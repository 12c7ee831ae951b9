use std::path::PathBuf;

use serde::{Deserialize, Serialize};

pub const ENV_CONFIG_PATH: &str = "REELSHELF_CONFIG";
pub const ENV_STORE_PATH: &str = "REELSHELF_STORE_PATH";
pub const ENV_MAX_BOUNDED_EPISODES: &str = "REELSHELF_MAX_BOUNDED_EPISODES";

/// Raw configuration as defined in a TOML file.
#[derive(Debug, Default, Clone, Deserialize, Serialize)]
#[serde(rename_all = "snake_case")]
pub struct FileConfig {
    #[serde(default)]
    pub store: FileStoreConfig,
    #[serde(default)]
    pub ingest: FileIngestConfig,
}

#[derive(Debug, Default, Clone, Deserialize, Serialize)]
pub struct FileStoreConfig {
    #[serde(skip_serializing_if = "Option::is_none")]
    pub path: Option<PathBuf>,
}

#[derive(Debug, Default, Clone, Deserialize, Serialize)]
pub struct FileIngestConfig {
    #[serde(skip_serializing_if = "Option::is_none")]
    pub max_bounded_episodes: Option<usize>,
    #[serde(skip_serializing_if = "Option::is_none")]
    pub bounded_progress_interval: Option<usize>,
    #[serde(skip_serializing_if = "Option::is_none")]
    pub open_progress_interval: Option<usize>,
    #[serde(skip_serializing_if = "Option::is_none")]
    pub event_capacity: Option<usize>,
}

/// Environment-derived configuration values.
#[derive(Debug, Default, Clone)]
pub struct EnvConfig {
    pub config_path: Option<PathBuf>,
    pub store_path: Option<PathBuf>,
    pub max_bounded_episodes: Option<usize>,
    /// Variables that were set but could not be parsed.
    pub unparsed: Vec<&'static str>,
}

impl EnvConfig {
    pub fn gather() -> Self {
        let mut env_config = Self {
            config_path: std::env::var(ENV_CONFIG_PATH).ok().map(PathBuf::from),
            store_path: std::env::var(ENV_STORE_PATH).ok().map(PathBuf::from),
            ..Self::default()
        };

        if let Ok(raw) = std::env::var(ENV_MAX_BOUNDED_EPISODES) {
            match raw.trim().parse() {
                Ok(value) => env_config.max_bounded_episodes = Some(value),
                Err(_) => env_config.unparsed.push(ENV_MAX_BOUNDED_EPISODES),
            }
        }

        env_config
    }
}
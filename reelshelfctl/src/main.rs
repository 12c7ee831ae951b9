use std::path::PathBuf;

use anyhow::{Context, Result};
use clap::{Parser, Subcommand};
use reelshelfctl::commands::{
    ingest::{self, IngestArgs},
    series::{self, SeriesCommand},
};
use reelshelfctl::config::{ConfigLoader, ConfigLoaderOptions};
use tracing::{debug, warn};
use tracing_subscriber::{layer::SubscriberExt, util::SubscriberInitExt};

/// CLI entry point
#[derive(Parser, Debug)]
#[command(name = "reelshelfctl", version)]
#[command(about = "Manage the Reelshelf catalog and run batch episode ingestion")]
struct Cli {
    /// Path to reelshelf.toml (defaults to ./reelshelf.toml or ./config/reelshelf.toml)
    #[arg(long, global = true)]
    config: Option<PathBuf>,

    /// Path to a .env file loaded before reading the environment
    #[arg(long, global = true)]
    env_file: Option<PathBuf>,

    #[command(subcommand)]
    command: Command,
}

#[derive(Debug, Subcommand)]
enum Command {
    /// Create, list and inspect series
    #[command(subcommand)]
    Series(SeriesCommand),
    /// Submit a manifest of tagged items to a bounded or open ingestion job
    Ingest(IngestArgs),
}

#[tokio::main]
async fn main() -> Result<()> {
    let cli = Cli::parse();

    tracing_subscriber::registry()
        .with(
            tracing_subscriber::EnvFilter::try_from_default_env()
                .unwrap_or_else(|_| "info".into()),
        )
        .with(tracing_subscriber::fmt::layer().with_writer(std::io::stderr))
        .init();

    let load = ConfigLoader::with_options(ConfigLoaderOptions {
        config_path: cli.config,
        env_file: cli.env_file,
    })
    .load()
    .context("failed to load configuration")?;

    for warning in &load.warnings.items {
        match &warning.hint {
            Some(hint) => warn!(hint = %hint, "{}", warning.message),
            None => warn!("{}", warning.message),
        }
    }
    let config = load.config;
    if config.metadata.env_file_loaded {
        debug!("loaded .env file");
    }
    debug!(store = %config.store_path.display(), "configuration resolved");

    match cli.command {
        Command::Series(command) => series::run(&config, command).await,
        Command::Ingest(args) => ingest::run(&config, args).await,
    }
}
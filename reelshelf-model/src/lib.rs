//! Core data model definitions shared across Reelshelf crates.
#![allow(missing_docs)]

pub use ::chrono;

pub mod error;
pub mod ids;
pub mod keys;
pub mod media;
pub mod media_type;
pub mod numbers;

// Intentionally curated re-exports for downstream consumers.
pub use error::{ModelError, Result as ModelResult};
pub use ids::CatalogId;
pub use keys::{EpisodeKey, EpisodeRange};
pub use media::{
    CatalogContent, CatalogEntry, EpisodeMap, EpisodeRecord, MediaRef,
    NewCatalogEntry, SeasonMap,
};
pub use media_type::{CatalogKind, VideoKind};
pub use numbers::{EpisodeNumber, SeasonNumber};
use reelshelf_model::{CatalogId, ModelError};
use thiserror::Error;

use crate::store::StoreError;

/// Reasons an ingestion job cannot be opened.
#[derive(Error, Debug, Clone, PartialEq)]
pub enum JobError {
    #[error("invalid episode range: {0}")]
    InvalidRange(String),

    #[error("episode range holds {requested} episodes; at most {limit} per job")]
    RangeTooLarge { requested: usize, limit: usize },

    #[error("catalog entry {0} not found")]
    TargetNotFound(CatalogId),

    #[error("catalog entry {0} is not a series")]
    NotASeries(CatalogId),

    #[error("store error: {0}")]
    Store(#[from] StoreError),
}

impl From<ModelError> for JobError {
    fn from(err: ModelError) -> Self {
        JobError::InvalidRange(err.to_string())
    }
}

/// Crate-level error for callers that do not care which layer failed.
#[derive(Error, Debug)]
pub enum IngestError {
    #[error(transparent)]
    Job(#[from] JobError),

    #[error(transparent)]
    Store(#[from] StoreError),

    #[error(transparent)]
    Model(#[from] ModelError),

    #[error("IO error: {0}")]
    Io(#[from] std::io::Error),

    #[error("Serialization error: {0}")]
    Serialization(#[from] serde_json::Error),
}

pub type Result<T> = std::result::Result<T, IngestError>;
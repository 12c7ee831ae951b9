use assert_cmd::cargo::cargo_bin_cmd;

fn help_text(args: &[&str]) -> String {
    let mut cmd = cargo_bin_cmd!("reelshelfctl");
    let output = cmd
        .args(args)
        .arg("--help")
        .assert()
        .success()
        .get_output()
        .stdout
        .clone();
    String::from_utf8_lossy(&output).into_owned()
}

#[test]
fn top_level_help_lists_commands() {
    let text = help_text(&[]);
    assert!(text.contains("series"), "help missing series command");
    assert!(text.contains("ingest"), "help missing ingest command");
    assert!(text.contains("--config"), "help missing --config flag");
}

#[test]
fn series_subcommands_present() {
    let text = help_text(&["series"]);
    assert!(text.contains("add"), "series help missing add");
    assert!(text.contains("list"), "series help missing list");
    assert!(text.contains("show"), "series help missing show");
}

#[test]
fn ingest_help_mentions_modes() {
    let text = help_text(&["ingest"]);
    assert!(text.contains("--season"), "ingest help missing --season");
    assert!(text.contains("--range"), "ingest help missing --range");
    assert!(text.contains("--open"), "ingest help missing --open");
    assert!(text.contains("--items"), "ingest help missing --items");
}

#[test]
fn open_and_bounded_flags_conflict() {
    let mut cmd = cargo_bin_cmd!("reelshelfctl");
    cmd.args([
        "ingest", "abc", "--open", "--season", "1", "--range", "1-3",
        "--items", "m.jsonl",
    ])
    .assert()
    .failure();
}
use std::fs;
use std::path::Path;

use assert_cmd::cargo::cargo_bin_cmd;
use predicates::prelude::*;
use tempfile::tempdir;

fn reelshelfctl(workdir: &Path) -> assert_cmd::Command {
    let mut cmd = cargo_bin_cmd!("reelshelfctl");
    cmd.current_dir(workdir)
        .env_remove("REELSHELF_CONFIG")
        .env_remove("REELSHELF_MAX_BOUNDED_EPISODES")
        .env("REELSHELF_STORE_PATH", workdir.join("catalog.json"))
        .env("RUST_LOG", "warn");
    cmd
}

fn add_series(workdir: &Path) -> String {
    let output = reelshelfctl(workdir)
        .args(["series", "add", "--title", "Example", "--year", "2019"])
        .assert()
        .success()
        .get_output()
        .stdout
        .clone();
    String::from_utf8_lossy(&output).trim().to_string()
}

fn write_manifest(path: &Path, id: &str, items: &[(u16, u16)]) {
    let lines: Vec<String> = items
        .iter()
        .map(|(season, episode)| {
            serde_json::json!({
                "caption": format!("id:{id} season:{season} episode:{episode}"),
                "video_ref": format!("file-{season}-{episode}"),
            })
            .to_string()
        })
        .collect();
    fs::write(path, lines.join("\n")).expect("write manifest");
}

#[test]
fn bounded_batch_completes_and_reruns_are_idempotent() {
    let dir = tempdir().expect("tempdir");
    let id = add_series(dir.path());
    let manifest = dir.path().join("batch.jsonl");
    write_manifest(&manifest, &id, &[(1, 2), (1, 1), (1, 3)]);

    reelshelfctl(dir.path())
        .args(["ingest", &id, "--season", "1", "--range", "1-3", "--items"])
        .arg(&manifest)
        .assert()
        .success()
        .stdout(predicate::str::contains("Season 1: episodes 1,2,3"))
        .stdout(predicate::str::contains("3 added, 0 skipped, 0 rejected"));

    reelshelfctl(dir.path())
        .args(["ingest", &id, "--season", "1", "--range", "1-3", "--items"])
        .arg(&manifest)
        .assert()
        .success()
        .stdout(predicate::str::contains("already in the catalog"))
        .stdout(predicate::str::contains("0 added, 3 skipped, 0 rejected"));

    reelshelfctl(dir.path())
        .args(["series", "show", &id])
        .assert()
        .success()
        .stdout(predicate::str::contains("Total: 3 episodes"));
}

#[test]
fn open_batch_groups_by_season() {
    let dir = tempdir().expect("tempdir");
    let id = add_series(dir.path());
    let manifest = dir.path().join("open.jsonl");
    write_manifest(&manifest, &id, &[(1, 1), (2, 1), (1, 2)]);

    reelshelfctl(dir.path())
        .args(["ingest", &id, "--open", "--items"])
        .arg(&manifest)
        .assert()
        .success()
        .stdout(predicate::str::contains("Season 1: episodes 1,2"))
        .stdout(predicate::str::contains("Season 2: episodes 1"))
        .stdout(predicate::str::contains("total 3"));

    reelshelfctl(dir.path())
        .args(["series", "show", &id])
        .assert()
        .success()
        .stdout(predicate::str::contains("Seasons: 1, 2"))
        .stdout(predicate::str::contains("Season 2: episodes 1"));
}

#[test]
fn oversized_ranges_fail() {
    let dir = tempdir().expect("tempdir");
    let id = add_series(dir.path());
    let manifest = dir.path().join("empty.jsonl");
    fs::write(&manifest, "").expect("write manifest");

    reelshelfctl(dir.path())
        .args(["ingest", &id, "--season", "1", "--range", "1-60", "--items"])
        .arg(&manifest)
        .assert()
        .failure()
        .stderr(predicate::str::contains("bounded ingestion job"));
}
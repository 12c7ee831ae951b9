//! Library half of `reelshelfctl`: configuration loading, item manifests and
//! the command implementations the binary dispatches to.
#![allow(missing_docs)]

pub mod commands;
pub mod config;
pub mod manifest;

* **TASK OBJECTIVE**
Locate the lines above that hold the word "requested". Show every one of them.

* **OUTPUT**
    #[error("episode range holds {requested} episodes; at most {limit} per job")]
    RangeTooLarge { requested: usize, limit: usize },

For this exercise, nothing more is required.